== Records to use
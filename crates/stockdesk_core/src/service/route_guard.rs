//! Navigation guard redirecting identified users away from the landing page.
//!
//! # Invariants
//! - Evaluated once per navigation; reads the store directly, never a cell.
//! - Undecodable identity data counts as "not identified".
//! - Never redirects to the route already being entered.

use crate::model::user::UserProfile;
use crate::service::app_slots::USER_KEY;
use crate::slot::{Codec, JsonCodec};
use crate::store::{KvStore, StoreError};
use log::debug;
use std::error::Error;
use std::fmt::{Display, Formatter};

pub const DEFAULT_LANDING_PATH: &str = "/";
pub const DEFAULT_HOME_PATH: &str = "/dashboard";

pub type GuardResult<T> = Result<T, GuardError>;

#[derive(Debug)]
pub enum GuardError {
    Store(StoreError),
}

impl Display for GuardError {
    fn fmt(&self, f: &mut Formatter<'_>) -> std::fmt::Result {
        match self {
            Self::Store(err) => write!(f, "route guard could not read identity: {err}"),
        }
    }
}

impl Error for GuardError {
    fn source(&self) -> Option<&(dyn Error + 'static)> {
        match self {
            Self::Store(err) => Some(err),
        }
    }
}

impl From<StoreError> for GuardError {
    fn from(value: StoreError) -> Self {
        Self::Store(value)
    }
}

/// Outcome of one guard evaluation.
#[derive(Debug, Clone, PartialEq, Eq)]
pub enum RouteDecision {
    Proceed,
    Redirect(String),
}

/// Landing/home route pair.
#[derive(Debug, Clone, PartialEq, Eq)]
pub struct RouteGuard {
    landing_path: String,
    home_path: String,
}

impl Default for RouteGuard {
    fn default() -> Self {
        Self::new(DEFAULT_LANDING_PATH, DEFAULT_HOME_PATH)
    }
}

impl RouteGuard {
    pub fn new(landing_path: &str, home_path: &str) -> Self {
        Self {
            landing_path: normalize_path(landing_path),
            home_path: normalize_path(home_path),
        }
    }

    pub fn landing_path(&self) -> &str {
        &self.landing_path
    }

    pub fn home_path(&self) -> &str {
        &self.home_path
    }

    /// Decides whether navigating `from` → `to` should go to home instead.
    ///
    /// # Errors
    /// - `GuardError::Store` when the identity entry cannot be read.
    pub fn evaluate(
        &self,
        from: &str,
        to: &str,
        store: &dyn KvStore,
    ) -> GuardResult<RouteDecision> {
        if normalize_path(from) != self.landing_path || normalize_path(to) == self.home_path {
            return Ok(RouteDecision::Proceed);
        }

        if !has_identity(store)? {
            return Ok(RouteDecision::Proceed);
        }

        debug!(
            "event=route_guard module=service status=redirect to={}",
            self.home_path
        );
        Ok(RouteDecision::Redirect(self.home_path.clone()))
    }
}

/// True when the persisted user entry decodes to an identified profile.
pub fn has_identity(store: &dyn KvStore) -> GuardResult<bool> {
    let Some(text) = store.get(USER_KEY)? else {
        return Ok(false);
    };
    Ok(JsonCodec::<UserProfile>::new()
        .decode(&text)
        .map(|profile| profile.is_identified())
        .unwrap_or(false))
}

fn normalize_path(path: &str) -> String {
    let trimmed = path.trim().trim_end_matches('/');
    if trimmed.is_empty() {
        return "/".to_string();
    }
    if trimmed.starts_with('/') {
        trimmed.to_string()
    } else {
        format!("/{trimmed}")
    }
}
====
== Records to use
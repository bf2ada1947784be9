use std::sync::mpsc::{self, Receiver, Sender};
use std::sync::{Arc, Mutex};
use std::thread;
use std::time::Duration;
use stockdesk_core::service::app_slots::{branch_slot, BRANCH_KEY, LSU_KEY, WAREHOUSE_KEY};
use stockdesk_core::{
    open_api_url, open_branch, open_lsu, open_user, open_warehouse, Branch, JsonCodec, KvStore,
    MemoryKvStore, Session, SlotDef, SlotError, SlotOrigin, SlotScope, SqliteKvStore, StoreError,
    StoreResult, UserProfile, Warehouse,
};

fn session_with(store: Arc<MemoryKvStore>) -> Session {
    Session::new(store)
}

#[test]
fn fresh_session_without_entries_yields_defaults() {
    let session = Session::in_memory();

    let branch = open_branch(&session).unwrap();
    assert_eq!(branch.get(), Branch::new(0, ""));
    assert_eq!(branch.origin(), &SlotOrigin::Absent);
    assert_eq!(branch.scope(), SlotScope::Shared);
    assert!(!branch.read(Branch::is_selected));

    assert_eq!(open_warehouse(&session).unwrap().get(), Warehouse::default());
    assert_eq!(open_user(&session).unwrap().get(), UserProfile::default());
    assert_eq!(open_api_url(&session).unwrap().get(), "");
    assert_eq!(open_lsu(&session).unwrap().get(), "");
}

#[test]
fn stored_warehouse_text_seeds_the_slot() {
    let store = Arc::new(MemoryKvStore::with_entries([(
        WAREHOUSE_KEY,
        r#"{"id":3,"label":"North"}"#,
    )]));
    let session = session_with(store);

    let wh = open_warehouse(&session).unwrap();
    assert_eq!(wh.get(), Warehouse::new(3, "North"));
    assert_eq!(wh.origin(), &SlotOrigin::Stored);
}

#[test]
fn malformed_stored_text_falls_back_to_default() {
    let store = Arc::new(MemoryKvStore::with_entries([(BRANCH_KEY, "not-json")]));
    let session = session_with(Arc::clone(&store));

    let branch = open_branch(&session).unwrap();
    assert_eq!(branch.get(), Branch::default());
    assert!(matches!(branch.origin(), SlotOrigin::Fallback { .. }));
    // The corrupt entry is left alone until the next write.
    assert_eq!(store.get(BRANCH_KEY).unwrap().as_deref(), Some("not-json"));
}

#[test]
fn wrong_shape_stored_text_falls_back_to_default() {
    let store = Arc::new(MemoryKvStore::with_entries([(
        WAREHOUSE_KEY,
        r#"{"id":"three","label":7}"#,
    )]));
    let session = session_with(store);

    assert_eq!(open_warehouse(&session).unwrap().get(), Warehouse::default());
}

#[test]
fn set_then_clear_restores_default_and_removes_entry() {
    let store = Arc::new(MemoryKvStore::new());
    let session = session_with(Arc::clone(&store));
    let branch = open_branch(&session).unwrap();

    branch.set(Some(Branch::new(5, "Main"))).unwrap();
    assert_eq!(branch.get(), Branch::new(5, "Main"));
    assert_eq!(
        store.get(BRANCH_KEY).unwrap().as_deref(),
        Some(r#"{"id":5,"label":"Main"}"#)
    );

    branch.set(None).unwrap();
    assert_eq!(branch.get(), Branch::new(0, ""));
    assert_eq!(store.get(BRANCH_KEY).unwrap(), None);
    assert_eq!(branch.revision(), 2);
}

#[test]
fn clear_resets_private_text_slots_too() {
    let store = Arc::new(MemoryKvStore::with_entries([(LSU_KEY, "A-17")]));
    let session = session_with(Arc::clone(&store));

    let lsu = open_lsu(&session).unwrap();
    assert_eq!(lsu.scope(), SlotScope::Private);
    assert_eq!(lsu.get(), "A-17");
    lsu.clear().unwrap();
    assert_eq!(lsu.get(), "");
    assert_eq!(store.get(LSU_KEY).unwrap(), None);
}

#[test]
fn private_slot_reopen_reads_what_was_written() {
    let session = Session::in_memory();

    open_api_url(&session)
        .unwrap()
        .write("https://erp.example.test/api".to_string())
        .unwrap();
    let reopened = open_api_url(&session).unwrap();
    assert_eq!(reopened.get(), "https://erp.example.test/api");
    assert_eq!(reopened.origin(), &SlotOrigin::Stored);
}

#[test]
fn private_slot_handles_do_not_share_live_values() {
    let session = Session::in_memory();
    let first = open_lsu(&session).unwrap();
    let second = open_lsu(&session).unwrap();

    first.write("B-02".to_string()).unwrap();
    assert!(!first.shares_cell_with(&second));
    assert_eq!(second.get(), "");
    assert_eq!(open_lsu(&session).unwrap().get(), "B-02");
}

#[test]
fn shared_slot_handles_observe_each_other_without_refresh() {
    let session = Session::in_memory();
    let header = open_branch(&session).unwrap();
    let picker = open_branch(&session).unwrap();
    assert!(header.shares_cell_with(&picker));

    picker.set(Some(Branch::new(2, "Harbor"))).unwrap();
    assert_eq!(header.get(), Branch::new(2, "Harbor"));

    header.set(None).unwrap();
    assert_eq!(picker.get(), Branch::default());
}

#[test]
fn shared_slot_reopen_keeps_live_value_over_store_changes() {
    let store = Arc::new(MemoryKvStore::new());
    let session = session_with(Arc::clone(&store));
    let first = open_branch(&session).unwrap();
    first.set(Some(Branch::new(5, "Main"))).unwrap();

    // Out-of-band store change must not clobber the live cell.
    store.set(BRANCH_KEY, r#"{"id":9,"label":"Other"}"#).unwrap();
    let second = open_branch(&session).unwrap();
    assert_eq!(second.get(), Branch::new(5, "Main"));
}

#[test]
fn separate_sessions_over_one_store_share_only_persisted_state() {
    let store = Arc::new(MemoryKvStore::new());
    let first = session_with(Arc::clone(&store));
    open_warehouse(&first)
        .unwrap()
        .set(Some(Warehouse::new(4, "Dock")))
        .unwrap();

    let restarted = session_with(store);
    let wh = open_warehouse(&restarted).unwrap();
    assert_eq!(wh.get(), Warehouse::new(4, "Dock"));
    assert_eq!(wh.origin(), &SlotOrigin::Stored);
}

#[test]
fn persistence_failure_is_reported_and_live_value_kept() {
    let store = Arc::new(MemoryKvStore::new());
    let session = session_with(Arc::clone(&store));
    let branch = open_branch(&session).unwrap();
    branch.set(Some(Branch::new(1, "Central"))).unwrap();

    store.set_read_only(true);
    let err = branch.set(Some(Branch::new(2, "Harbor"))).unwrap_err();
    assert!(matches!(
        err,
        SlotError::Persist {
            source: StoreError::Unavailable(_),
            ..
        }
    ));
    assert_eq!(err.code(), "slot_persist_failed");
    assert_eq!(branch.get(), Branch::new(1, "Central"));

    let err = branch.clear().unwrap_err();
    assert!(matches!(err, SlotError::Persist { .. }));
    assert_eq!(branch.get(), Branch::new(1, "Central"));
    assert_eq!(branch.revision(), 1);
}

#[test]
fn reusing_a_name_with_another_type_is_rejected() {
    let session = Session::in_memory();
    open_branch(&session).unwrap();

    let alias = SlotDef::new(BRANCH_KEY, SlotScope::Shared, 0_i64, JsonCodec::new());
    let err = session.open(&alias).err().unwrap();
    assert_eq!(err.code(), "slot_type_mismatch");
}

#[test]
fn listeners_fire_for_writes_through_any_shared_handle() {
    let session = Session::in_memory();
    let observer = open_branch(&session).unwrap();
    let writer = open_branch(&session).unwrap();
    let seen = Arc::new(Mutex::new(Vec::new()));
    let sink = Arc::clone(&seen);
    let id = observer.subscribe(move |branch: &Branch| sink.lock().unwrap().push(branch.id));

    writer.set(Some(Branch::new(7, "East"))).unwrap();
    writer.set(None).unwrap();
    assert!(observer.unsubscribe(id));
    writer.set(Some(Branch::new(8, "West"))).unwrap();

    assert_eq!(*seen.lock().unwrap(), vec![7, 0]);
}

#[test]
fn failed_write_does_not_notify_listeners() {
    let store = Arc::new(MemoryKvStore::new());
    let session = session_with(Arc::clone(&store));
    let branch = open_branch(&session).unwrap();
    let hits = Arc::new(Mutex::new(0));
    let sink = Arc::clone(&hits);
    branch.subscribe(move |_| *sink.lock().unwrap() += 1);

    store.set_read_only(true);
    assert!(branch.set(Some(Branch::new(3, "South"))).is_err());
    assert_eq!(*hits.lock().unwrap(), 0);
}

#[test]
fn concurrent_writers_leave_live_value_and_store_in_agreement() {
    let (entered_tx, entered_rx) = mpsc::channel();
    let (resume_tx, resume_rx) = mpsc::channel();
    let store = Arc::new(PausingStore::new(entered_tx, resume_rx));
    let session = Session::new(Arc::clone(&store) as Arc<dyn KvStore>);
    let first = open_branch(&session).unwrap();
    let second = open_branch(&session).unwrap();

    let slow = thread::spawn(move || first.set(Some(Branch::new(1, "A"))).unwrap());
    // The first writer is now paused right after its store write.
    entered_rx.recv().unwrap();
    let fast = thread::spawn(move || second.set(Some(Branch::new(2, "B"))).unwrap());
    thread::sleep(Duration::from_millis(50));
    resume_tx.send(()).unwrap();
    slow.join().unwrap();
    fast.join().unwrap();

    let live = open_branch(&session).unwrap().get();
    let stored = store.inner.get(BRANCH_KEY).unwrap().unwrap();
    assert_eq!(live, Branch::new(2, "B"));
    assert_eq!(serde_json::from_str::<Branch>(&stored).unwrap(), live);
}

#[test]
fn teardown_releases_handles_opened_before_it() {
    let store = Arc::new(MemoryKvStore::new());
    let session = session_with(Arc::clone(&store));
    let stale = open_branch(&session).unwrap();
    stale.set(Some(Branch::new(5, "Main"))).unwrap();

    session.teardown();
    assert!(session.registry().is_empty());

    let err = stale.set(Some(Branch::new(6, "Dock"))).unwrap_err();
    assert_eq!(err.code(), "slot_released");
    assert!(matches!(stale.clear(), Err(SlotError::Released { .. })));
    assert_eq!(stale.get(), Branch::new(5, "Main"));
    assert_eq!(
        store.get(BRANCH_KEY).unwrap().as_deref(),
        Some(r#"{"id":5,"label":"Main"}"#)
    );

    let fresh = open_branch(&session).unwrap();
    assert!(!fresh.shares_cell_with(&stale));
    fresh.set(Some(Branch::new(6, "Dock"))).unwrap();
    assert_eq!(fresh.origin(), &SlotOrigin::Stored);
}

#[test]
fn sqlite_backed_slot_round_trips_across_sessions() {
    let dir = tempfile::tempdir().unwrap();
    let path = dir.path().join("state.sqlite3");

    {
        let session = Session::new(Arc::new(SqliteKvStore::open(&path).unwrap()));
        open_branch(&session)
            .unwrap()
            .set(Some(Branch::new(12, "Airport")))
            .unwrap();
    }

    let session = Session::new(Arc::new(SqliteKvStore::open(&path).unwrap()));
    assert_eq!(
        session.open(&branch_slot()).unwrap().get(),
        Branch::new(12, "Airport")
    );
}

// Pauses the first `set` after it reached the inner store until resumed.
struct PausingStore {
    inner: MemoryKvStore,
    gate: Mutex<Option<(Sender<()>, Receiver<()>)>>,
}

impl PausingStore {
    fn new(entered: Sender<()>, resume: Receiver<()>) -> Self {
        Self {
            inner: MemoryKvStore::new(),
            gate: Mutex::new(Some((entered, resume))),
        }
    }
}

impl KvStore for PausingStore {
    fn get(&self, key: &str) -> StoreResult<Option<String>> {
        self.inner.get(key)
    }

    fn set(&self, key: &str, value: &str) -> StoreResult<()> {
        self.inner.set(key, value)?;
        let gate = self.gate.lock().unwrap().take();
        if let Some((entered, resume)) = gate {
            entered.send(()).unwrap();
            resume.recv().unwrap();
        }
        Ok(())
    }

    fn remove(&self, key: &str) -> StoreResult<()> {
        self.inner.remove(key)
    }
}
====
== Records to use
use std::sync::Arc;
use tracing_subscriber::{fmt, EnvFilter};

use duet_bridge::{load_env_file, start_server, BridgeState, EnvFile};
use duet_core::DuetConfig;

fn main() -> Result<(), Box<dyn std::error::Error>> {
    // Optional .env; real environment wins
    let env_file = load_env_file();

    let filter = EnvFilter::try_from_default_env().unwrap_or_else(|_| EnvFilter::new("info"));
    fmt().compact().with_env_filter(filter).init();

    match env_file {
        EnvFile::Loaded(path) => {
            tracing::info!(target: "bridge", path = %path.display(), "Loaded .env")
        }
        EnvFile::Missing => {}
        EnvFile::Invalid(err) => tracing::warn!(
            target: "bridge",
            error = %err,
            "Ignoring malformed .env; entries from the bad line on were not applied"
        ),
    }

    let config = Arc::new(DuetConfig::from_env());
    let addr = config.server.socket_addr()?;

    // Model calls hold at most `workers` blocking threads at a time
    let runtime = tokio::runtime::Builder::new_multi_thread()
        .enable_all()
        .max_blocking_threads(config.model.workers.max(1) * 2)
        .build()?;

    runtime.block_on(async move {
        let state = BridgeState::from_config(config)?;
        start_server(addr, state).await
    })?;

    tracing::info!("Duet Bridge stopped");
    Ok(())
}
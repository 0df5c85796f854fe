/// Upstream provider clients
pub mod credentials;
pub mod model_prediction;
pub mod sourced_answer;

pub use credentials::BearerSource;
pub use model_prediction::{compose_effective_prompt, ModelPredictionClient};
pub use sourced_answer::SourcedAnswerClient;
====
Above are the entries. Quote exactly the lines from the one bearing "filename crates/stockdesk_core/src/service/route_guard.rs" through the one bearing "already being entered.".

filename crates/stockdesk_core/src/service/route_guard.rs
//! Navigation guard redirecting identified users away from the landing page.
//!
//! # Invariants
//! - Evaluated once per navigation; reads the store directly, never a cell.
//! - Undecodable identity data counts as "not identified".
//! - Never redirects to the route already being entered.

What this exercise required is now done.